Simplesmente fiquei subitamente encantado pela cena que se desdobrara diante de mim cujas fotografias retratam com fidelidade, um cenário único e ao mesmo tempo perturbador no tocante a indagar: O que de fato é felicidade?

Ao ver a cena delas se jogando terra rapidamente entendi que aquilo precisava ser registrado, o pó se espalhando no ar, os semblantes de alegria e espontaneidade que escodem certamente uma vida marcada pela opressão, estigmas e busca por igualdade.

É simplesmente incrível imaginar que elas se adaptam as possibilidades, provam que pobre rir, pode ser feliz, pode se divertir e não, isso nada tem a ver com ter um tablet ou uma conta no instagram. Já ouvi muitas vezes que pobre não é feliz, não tem cultura ou diversão, na verdade pobre tem que se virar, fazer do riso bala, tem que ser criativo na ausência do Estado.

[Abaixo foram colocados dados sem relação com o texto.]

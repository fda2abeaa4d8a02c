//! Category suggestions and bulk organization of existing documents.

pub mod service;

pub use service::{
    AppliedCategory, AssignedDocument, AutoAssignment, BulkCategorization, CategorizeService,
    PendingCategory, PendingFolder,
};
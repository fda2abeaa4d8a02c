//! Share link token generation.

use base64::Engine;
use base64::engine::general_purpose::URL_SAFE_NO_PAD;
use rand::RngCore;

/// Number of random bytes behind every token.
const TOKEN_BYTES: usize = 32;

/// Generates share link tokens.
#[derive(Debug, Clone)]
pub struct LinkService;

impl LinkService {
    /// Creates a new link service.
    pub fn new() -> Self {
        Self
    }

    /// Generates a cryptographically secure random token, base64url
    /// encoded without padding.
    pub fn generate_token(&self) -> String {
        let mut bytes = [0u8; TOKEN_BYTES];
        rand::rng().fill_bytes(&mut bytes);
        URL_SAFE_NO_PAD.encode(bytes)
    }
}

impl Default for LinkService {
    fn default() -> Self {
        Self::new()
    }
}
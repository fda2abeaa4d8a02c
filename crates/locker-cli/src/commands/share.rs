//! Share link inspection commands.

use clap::{Args, Subcommand};
use serde::Serialize;
use tabled::Tabled;

use crate::output::{self, OutputFormat};
use locker_core::config::AppConfig;
use locker_core::error::AppError;
use locker_core::types::UserId;
use locker_database::ShareStore;
use locker_database::repositories::ShareRepository;
use locker_entity::share::ShareLink;

/// Arguments for share commands
#[derive(Debug, Args)]
pub struct ShareArgs {
    /// Share subcommand
    #[command(subcommand)]
    pub command: ShareCommand,
}

/// Share subcommands
#[derive(Debug, Subcommand)]
pub enum ShareCommand {
    /// List a user's share links
    List {
        /// Owning user
        #[arg(short, long)]
        user: UserId,
    },
}

/// Share display row for table output
#[derive(Debug, Serialize, Tabled)]
struct ShareRow {
    /// Share ID
    id: String,
    /// Document key
    document: String,
    /// Public
    public: bool,
    /// Password protected
    password: bool,
    /// Expiry
    expires_at: String,
    /// Access count
    accesses: i32,
}

/// Execute share commands
pub async fn execute(
    args: &ShareArgs,
    config: &AppConfig,
    format: OutputFormat,
) -> Result<(), AppError> {
    let db = super::connect_db(config).await?;
    let shares = ShareRepository::new(db.pool().clone());

    match &args.command {
        ShareCommand::List { user } => {
            let links: Vec<ShareLink> = shares
                .list_for_user(*user)
                .await?
                .iter()
                .map(|s| ShareLink::new(s, config.share_link_base()))
                .collect();

            match format {
                OutputFormat::Json => output::print_json(&links),
                OutputFormat::Table => {
                    let rows: Vec<ShareRow> = links
                        .iter()
                        .map(|l| ShareRow {
                            id: l.share_id.to_string(),
                            document: l.document_path.clone(),
                            public: l.is_public,
                            password: l.is_password_protected,
                            expires_at: l
                                .expires_at
                                .map(|t| t.format("%Y-%m-%d %H:%M").to_string())
                                .unwrap_or_else(|| "never".to_string()),
                            accesses: l.access_count,
                        })
                        .collect();
                    output::print_list(&rows, format);
                }
            }
        }
    }

    db.close().await;
    Ok(())
}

Decidi dar a essa série o titulo “O último sol” em alusão as inúmeras transformações que o lugar sofre tendo em vista tornar-se espaço para a construção de grandes e caras casas, a vista que é democrática logo será artigo de luxo e privilégio de quem poderá morar ali. Cabe salientar que o entorno já sofre os resultados da desenfreada ação humana, somada a falta de fiscalização e investimentos em infraestrutura por parte do poder público.

Parece ironia, quem já não vê o sol brilhar não poderá vê-lo morrer, o dinheiro não compra tudo, mas compra um pôr do sol!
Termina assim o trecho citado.